When he finished, the tip wasn't just wood anymore. It had been compressed and honed by the grit until it possessed a metallic, oily sheen.
He ran the pad of his thumb—cracked and salt-stained—near the point. It didn't just feel sharp, it felt hungry, the kind of edge that could slide through scales and muscle without a single vibration.
He held the spear up in front of his face, checking the balance. The sunlight hit the sharpened tip, making it glint like glass.
His eyes, now sunken deeper into his head, stayed locked on the wood. He looked like a statue carved from dark timber, steady and silent.
Kanka stood at the edge of the boat. His legs were thin, and he didn't have much energy left. He stood there, balanced on his bony feet, holding the spear high above his shoulder.
In the water below, a fish appeared. It was a big bluefin trevally, its scales shimmering with a bright, electric blue color.
It swam slowly, unaware of the danger, its tail moving back and forth in the clear water.
He squinted his eyes, focusing everything he had on that one spot. He took a short breath and threw the spear with all his might.
The spear hissed through the air and pierced the surface with a sharp thwack. It was a perfect hit. The ironwood went straight through the fish, killing it instantly.
The blue trevally stopped moving and rolled over on its side, its silver belly flashing in the sun.
Kanka let out a raspy cheer, his face breaking into a wide, happy grin. For a second, he looked like himself again.
He didn't hesitate, he jumped straight into the water with a loud splash to grab his prize.
(Kanka voicover): When you suffer that much for someone, you stop being a person and start being a tool.
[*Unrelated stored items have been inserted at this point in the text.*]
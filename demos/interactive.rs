use kmeans_stepper::*;
use rand::prelude::*;

fn main() {
    env_logger::Builder::from_env(env_logger::Env::default().default_filter_or("info")).init();
    let (sample_cnt, k) = (200, 3);

    // Generate a new dataset, uniformly distributed over [0,100)^2
    let mut rnd = StdRng::seed_from_u64(1337);
    let samples: Vec<[f64; 2]> = (0..sample_cnt).map(|_| [rnd.gen_range(0.0..100.0), rnd.gen_range(0.0..100.0)]).collect();

    let iteration_done = |s: &KMeansState<f64>, nr: usize, new_distsum: f64|
        println!("Iteration {} - Error: {:.2} -> {:.2} | Improvement: {:.2}",
            nr, s.distsum, new_distsum, s.distsum - new_distsum);

    for method in [InitMethod::Random, InitMethod::FarthestFirst, InitMethod::KMeansPlusPlus] {
        println!("=== {} ===", method);
        let conf = KMeansConfig::build()
            .random_generator(StdRng::seed_from_u64(42))
            .init_done(&|s| println!("Initialization completed: {:?}", s.centroids))
            .iteration_done(&iteration_done)
            .build();
        let mut kmean = KMeans::with_config(k, method, EuclideanDistance, conf).expect("k >= 1");
        kmean.set_data(&samples).expect("valid dataset");

        // Step through the first iterations, then run the rest
        for _ in 0..2 {
            if !kmean.run_step() {
                break;
            }
        }
        let iterations = kmean.run_to_convergence(DEFAULT_MAX_ITER);
        if kmean.is_converged() {
            println!("Converged after {} more iterations", iterations);
        } else {
            println!("Stopped after {} more iterations without convergence", iterations);
        }
        println!("Centroids: {:?}", kmean.centroids());
        println!("Cluster sizes: {:?}", kmean.clusters().iter().map(|c| c.len()).collect::<Vec<_>>());
    }

    // Manual initialization: pick centroids one by one, like clicks on a chart
    println!("=== {} ===", InitMethod::Manual);
    let mut kmean = KMeans::new(k, InitMethod::Manual).expect("k >= 1");
    kmean.set_data(&samples).expect("valid dataset");
    for pick in [[10.0, 10.0], [50.0, 90.0], [90.0, 10.0], [50.0, 50.0]] {
        if kmean.accepts_manual_centroids() {
            kmean.add_manual_centroid(&pick).expect("2D pick");
            println!("{} more needed", kmean.remaining_manual_centroids());
        }
    }
    let iterations = kmean.run_to_convergence(DEFAULT_MAX_ITER);
    println!("Converged: {} after {} iterations", kmean.is_converged(), iterations);
    println!("Centroids: {:?}", kmean.centroids());
}
use serde::{Deserialize, Serialize};
use serde_json::Value;
use std::collections::BTreeMap;

fn default_category() -> String {
    "general".to_string()
}

/// Sidecar metadata for one tool in the tools directory.
///
/// Each tool is a `<name>.py` source file plus a `<name>.json` manifest; the
/// manifest carries the full parameter schema so the registry never has to
/// introspect code. An empty `entrypoint` marks script-style tools whose
/// body assigns `result` instead of defining a function.
#[derive(Debug, Clone, Serialize, Deserialize)]
pub struct ToolManifest {
    pub name: String,
    #[serde(default)]
    pub entrypoint: String,
    pub description: String,
    #[serde(default = "default_category")]
    pub category: String,
    #[serde(default)]
    pub tags: Vec<String>,
    #[serde(default)]
    pub required_params: Vec<String>,
    /// Optional parameter name → default value.
    #[serde(default)]
    pub optional_params: BTreeMap<String, Value>,
    /// Parameter name → type name, where the author declared one.
    #[serde(default)]
    pub param_types: BTreeMap<String, String>,
    #[serde(default)]
    pub return_schema: Option<Value>,
    /// Packages installed in the sandbox before execution.
    #[serde(default)]
    pub requirements: Vec<String>,
}

impl ToolManifest {
    /// Validate structural invariants that `serde` cannot express.
    pub fn validate(&self) -> Result<(), String> {
        if self.name.is_empty() {
            return Err("manifest is missing 'name'".to_string());
        }
        if !self
            .name
            .chars()
            .all(|c| c.is_ascii_alphanumeric() || c == '_')
        {
            return Err(format!(
                "tool name '{}' must be alphanumeric/underscore",
                self.name
            ));
        }
        for p in &self.required_params {
            if self.optional_params.contains_key(p) {
                return Err(format!("parameter '{p}' is both required and optional"));
            }
        }
        Ok(())
    }
}
//! Persistent store of LLM-authored tools.
//!
//! Owns the `code_tools` table exclusively: authoring, mutation, deletion,
//! execution stats, and the bug lifecycle all go through here. Tool code is
//! script-style Python (reads `params`, assigns `result`) and may call other
//! stored tools through `execute_tool(name, params)`; the static call graph
//! is resolved before launch so the sandbox gets a complete dispatch table.

use crate::errors::{ToolforgeError, ToolforgeResult};
use crate::sandbox::{DriverMode, ExecutionRecord, ExecutionRequest, ToolExecutor};
use crate::search::fuzzy::{fuzzy_score, FuzzyFields, DEFAULT_THRESHOLD};
use chrono::{DateTime, Utc};
use regex::Regex;
use rusqlite::{params, Connection, OptionalExtension, Row};
use serde::{Deserialize, Serialize};
use serde_json::{json, Value};
use std::collections::BTreeMap;
use std::path::Path;
use std::sync::Mutex;
use std::time::Duration;
use tracing::{info, warn};

/// Failures before a stored tool is quarantined.
const BUG_THRESHOLD: i64 = 2;
/// Maximum composite call-graph depth.
const MAX_COMPOSITE_DEPTH: usize = 8;

/// A row of the `code_tools` table.
#[derive(Debug, Clone, Serialize)]
pub struct StoredTool {
    pub id: i64,
    pub name: String,
    pub description: String,
    pub code: String,
    pub category: Option<String>,
    pub required_params: Vec<String>,
    /// Optional parameter name → default value.
    pub optional_params: Value,
    pub return_schema: Option<Value>,
    pub examples: Option<Value>,
    pub is_active: bool,
    pub is_bugged: bool,
    pub bug_count: i64,
    pub last_bug_report: Option<DateTime<Utc>>,
    /// Append-only failure log.
    pub bug_details: Value,
    pub execution_count: i64,
    pub last_executed: Option<DateTime<Utc>>,
    pub tags: Vec<String>,
    pub requirements: Vec<String>,
    pub created_at: DateTime<Utc>,
    pub updated_at: DateTime<Utc>,
}
//! Query preprocessing and tokenisation shared by both rankers.

/// English stop-words excluded from the TF-IDF vocabulary.
pub const STOPWORDS: &[&str] = &[
    "a", "about", "above", "after", "again", "all", "am", "an", "and", "any", "are", "as", "at",
    "be", "because", "been", "before", "being", "below", "between", "both", "but", "by", "did",
    "do", "does", "doing", "down", "during", "each", "few", "for", "from", "further", "had",
    "has", "have", "having", "he", "her", "here", "hers", "him", "his", "how", "i", "if", "in",
    "into", "is", "it", "its", "just", "me", "more", "most", "my", "no", "nor", "not", "now",
    "of", "off", "on", "once", "only", "or", "other", "our", "out", "over", "own", "same", "she",
    "should", "so", "some", "such", "than", "that", "the", "their", "them", "then", "there",
    "these", "they", "this", "those", "through", "to", "too", "under", "until", "up", "very",
    "was", "we", "were", "what", "when", "where", "which", "while", "who", "whom", "why", "will",
    "with", "you", "your",
];

/// Meta-words stripped from queries before keyword matching.
const META_WORDS: &[&str] = &["need", "want", "use", "help", "tool", "function", "can", "how"];

/// Common abbreviations expanded before matching.
const ABBREVIATIONS: &[(&str, &str)] = &[
    ("calc", "calculate"),
    ("math", "mathematical"),
    ("web", "website internet"),
    ("db", "database"),
    ("img", "image"),
    ("vid", "video"),
    ("txt", "text"),
    ("doc", "document"),
];

/// Split on non-alphanumeric boundaries, lowercased.
pub fn tokenize(text: &str) -> Vec<String> {
    text.to_lowercase()
        .split(|c: char| !c.is_ascii_alphanumeric())
        .filter(|t| !t.is_empty())
        .map(|t| t.to_string())
        .collect()
}

/// Lowercase and expand known abbreviations token-wise.
pub fn preprocess_query(query: &str) -> String {
    let lower = query.to_lowercase();
    lower
        .split_whitespace()
        .map(|word| {
            let stripped: String = word
                .chars()
                .filter(|c| c.is_ascii_alphanumeric())
                .collect();
            ABBREVIATIONS
                .iter()
                .find(|(abbr, _)| *abbr == stripped)
                .map(|(_, expansion)| expansion.to_string())
                .unwrap_or_else(|| word.to_string())
        })
        .collect::<Vec<_>>()
        .join(" ")
}

/// Extract the keywords used for exact-match boosting: preprocessed tokens
/// minus meta-words and anything two characters or shorter.
pub fn extract_keywords(query: &str) -> Vec<String> {
    tokenize(&preprocess_query(query))
        .into_iter()
        .filter(|w| w.len() > 2 && !META_WORDS.contains(&w.as_str()))
        .collect()
}

/// Adjacent-pair bigrams over a token sequence.
pub fn bigrams(tokens: &[String]) -> Vec<String> {
    tokens
        .windows(2)
        .map(|pair| format!("{} {}", pair[0], pair[1]))
        .collect()
}

pub fn is_stopword(token: &str) -> bool {
    STOPWORDS.contains(&token)
}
Back on the deck, the four brothers huddled together in a circle. They looked like ghosts of the men they once were. Their skin were dry and leathery from the salt and sun, the visibility of their shape of every bone in their chests and arms were stark.
They shared the fish, pinching it into small, raw pieces.
(Kanka voicover): You trade your life for somebody the world can just take away. The greatest truth people don't like to admit is that being a hero to the end is just ignorance hidden behind charming muscle and a smile. If we could turn back the moment, we wouldn't repeat that mistake.
Konto's face was thin, his cheeks hollowed out so much that his jaw stood out sharply.
He gripped a piece of the fish with his bony fingers and shluped it into his mouth. He sucked down the moisture and the meat, his eyes closing as he tasted the first real food they'd had in days, his throat move as he swallowed.